## Description of the task
Show each line of the records in which the word "args" occurs.

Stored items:

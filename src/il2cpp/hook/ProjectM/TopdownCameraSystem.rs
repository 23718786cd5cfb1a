use std::ffi::c_void;

use crate::{
    core::{listener::CameraUpdate, registry::HookRegistry},
    il2cpp::{hook::{notify_listener, Detour}, symbols::Il2CppMetadata, types::Il2CppImage}
};

type HandleInputFn = extern "C" fn(this: *mut c_void, input_state: *mut c_void);
extern "C" fn HandleInput(this: *mut c_void, input_state: *mut c_void) {
    notify_listener(true, |listener, config| listener.on_handle_input(config, input_state));
    get_orig_fn!(HandleInput, HandleInputFn)(this, input_state);
}

type UpdateCameraFn = extern "C" fn(
    this: *mut c_void, camera_target: *mut c_void, topdown_camera: *mut c_void,
    camera_state: *mut c_void, translation: *mut c_void, rotation: *mut c_void
);
extern "C" fn UpdateCamera(
    this: *mut c_void, camera_target: *mut c_void, topdown_camera: *mut c_void,
    camera_state: *mut c_void, translation: *mut c_void, rotation: *mut c_void
) {
    let args = CameraUpdate {
        camera_target,
        topdown_camera,
        camera_state,
        translation,
        rotation
    };
    notify_listener(false, |listener, config| listener.on_update_camera(config, &args));
    get_orig_fn!(UpdateCamera, UpdateCameraFn)(this, camera_target, topdown_camera, camera_state, translation, rotation);
}

pub fn init(metadata: &Il2CppMetadata, detour: &Detour, registry: &mut HookRegistry, ProjectM: *const Il2CppImage) {
    get_class_or_return!(metadata, ProjectM, c"ProjectM", TopdownCameraSystem);

    registry.install("TopdownCameraSystem.HandleInput", || {
        detour.create(TopdownCameraSystem, "HandleInput", HandleInput as usize)
    });

    // The job struct's name is generated, only "CameraUpdateJob" is stable
    registry.install("TopdownCameraSystem.UpdateCamera", || {
        detour.create_nested(TopdownCameraSystem, "CameraUpdateJob", "UpdateCamera", UpdateCamera as usize)
    });
}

## Response below
    let args = CameraUpdate {
    notify_listener(false, |listener, config| listener.on_update_camera(config, &args));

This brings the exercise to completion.